What the exercise asks —
In the records below, find the line containing "validation happens at". Restate it and all the lines after it exactly, and omit the rest.
[[ Available data open ]]
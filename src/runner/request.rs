//! runner::request
//!
//! Request and completion types for the asynchronous boundary.
//!
//! A request moves through the states `Submitted -> Dispatched ->
//! Executing -> Completed -> Delivered`. Submission and dispatch are
//! queueing steps on the caller's thread; execution happens on a blocking
//! worker; completion parks the result on the delivery queue; delivery
//! invokes the callback exactly once and releases the request.

use std::path::PathBuf;

/// A store operation submitted through the asynchronous boundary.
#[derive(Debug, Clone, Copy, PartialEq, Eq)]
pub enum Op {
    /// Open an existing repository.
    Open,
    /// Initialize a new repository.
    Init {
        /// Whether to create the repository without a working tree.
        bare: bool,
    },
    /// Release the handle's native state.
    Close,
}

impl Op {
    /// Short name for diagnostics.
    pub fn name(&self) -> &'static str {
        match self {
            Op::Open => "open",
            Op::Init { .. } => "init",
            Op::Close => "close",
        }
    }
}

/// The result delivered to a request's callback.
///
/// Delivered exactly once per accepted request, after the store call has
/// fully completed, on the thread pumping deliveries.
#[derive(Debug, Clone, PartialEq, Eq)]
pub struct Completion {
    /// The operation that completed.
    pub op: Op,
    /// `0` on success; non-zero on failure (see [`crate::store::code`]).
    pub code: i32,
    /// The path the request ran against. For close requests this is the
    /// path that was open at execution time, empty if none was.
    pub path: PathBuf,
}

impl Completion {
    /// Whether the operation succeeded.
    pub fn is_ok(&self) -> bool {
        self.code == crate::store::code::OK
    }

    /// The bareness flag for init completions, `None` otherwise.
    ///
    /// The flag rides along so callers never have to re-derive it from
    /// the repository they just created.
    pub fn bare(&self) -> Option<bool> {
        match self.op {
            Op::Init { bare } => Some(bare),
            _ => None,
        }
    }
}

/// One-shot completion callback.
pub(crate) type Callback = Box<dyn FnOnce(Completion) + Send + 'static>;

/// An accepted request, queued on a handle's worker.
pub(crate) struct Request {
    pub(crate) op: Op,
    pub(crate) path: PathBuf,
    pub(crate) callback: Callback,
}
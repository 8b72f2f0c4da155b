//! core
//!
//! Domain types shared across the crate.
//!
//! # Responsibilities
//!
//! - Validated path type for the asynchronous submission boundary
//! - Validation errors surfaced before any dispatch occurs
//!
//! # Invariants
//!
//! - Invalid values cannot be represented; validation happens at
//!   construction time

pub mod types;

pub use types::{RepoPath, TypeError};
[[ Available data closed ]]
Solution —
//! - Invalid values cannot be represented; validation happens at
//!   construction time

pub mod types;

pub use types::{RepoPath, TypeError};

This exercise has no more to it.